As darkness falls, paramedics tend to him where he fell. Andropolis is overcome by the need to "finish" the task of the race. He gets up, limping by and winding his way through traffic on roads that have been re-opened, as the marathon rules mark, and since the presumed final competitor had crossed the finish line hours earlier. Exhausted by the grueling ordeal of finishing the race with numerous injuries, Andropolis is greeted with cheers and support from the entire Olympic Stadium. He is met at the finish line by his wife, who has come to Montreal to watch him and promises that he will come home with her whatever happens. His coach witnesses his finish with a proud smile, while his daughters watch him on TV.

==Cast==

- Michael Douglas as Michael Andropolis
- Susan Anspach as Janet Andropolis
- Chuck Shamata as Howard Grant
- Eugene Levy as Richard Rosenberg
- Philip Akin as Chuck
- Gordon Clapp as Kenny
- Lawrence Dane as Coach Walker
- Lesleh Donaldson as Andrea Andropolis
- Robin Duke as Olympic Office Receptionist
- David Eisner as Man In Unemployment Office
- Giancarlo Esposito as Teenager
- Marvin Goldhar as Maloney
- Robert Hannah as Stuntman
- Shawn Lawrence as Kenny's Trainer
- Jim McKay as Himself
- Jennifer McKinney as Susan Andropolis
- Monica Parker as Fat Lady
- Tony Rosato as Italian Athlete
- Murray Westgate as Mr. Finlay
- Trudy Young as Pregnant Woman

==Production==
Many of the scenes including the start of the marathon as well as scenic shots were filmed in Georgetown, Ontario, Canada.
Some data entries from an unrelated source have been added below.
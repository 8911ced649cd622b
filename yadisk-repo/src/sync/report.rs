use std::io::Write;

use tracing::debug;

use super::store::TransferProgress;

#[derive(Debug, Clone, Copy, PartialEq, Eq)]
pub enum DeletionPolicy {
    /// Consult the confirmation gate before every batch of deletions.
    Ask,
    /// Delete without asking.
    Force,
}

/// Per-invocation settings, fixed before the traversal starts.
#[derive(Debug, Clone, Copy, PartialEq)]
pub struct SyncOptions {
    pub deletion: DeletionPolicy,
    /// Last successful sync, in epoch seconds. Push uploads an existing
    /// remote file only when the local copy was modified strictly after it.
    pub reference_time: f64,
}

impl SyncOptions {
    pub fn new(deletion: DeletionPolicy, reference_time: f64) -> Self {
        Self {
            deletion,
            reference_time,
        }
    }
}

#[derive(Debug, Clone, PartialEq, Eq)]
pub struct TransferFailure {
    pub path: String,
    pub message: String,
}

#[derive(Debug, Clone, Default, PartialEq, Eq)]
pub struct SyncReport {
    pub created_files: usize,
    pub created_folders: usize,
    pub updated: usize,
    pub downloaded: usize,
    pub skipped: usize,
    pub deleted: usize,
    pub failures: Vec<TransferFailure>,
}

impl SyncReport {
    /// Number of mutating calls made against either tree.
    pub fn changes(&self) -> usize {
        self.created_files + self.created_folders + self.updated + self.downloaded + self.deleted
    }
}

#[derive(Debug, Clone, PartialEq, Eq)]
pub enum SyncOutcome {
    Completed(SyncReport),
    /// A deletion was declined; work done before that point is kept.
    Aborted(SyncReport),
}

impl SyncOutcome {
    pub fn report(&self) -> &SyncReport {
        match self {
            SyncOutcome::Completed(report) | SyncOutcome::Aborted(report) => report,
        }
    }

    pub fn is_aborted(&self) -> bool {
        matches!(self, SyncOutcome::Aborted(_))
    }
}

#[derive(Debug, Clone, Copy, PartialEq, Eq)]
pub enum SyncAction {
    CreateFile,
    UpdateFile,
    CreateFolder,
    Delete,
    Download,
}

/// Receives user-facing progress from the engines.
pub trait SyncReporter {
    fn action(&mut self, action: SyncAction, path: &str);
    fn progress(&mut self, path: &str, progress: TransferProgress);
    fn failure(&mut self, failure: &TransferFailure);
}

/// Prints progress to stdout and failures to stderr.
#[derive(Debug, Default)]
pub struct ConsoleReporter {
    last_percent: Option<u8>,
}

impl ConsoleReporter {
    pub fn new() -> Self {
        Self::default()
    }
}

impl SyncReporter for ConsoleReporter {
    fn action(&mut self, action: SyncAction, path: &str) {
        self.last_percent = None;
        match action {
            SyncAction::CreateFile => println!("Uploading new file {path}..."),
            SyncAction::UpdateFile => println!("Updating {path}..."),
            SyncAction::CreateFolder => println!("Creating folder {path}/"),
            SyncAction::Delete => println!("Deleting {path}"),
            SyncAction::Download => println!("Pulling {path}..."),
        }
    }

    fn progress(&mut self, _path: &str, progress: TransferProgress) {
        let Some(percent) = progress.percent() else {
            return;
        };
        if self.last_percent == Some(percent) {
            return;
        }
        self.last_percent = Some(percent);
        let mut out = std::io::stdout().lock();
        let written = write!(out, "\rDownload {percent}%.")
            .and_then(|()| if percent == 100 { writeln!(out) } else { Ok(()) })
            .and_then(|()| out.flush());
        if let Err(err) = written {
            debug!(error = %err, "could not print download progress");
        }
    }

    fn failure(&mut self, failure: &TransferFailure) {
        eprintln!("Failed: {}: {}", failure.path, failure.message);
    }
}

/// Keeps every event; for tests.
#[derive(Debug, Default)]
pub struct RecordingReporter {
    pub actions: Vec<(SyncAction, String)>,
    pub progress: Vec<(String, TransferProgress)>,
    pub failures: Vec<TransferFailure>,
}

impl RecordingReporter {
    pub fn paths_for(&self, action: SyncAction) -> Vec<&str> {
        self.actions
            .iter()
            .filter(|(a, _)| *a == action)
            .map(|(_, path)| path.as_str())
            .collect()
    }
}

impl SyncReporter for RecordingReporter {
    fn action(&mut self, action: SyncAction, path: &str) {
        self.actions.push((action, path.to_string()));
    }

    fn progress(&mut self, path: &str, progress: TransferProgress) {
        self.progress.push((path.to_string(), progress));
    }

    fn failure(&mut self, failure: &TransferFailure) {
        self.failures.push(failure.clone());
    }
}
Additional scenes were filmed at Lakeshore Studio in Toronto, Ontario; Montreal, Quebec; and New York City.

The film was made for $4 million and sold to TV for $5 million even before it was released.

==Reception==
Vincent Canby of The New York Times described the film as "earnest but not particularly affecting." Variety wrote: "Scriptwriter Steven Stern, who directed, never really capitalizes on the sport of running which has become so popular, but Douglas overcomes to deliver a polished performance." Gene Siskel of the Chicago Tribune gave the film one star out of four and called it "easily one of the year's worst movies ... This picture was made by a TV writer-director, and it shows." Charles Champlin of the Los Angeles Times wrote that the film was "enlivened by some outstanding performances," but also stated that "I didn't get any real sense of the pain or the glory, the mystique or the physicality or the mechanics of running ... and it presents difficulties in a film called 'Running.'" Gary Arnold of The Washington Post described the film as "insufferable ... this sporting tearjerker is the dopiest imitation yet of 'Rocky,' already imitated into absurdity." James K. Loutzenhiser of BoxOffice gave the film a rating of "Good" and called it "an entertaining film" with Douglas "likable and convincing in the leading role." Lawrence O'Toole of Maclean's wrote, "A formula movie, nicely shot by Laszlo George and acted with real vigor by Douglas, Running is Television City, its script easily accessible to any prime-time child."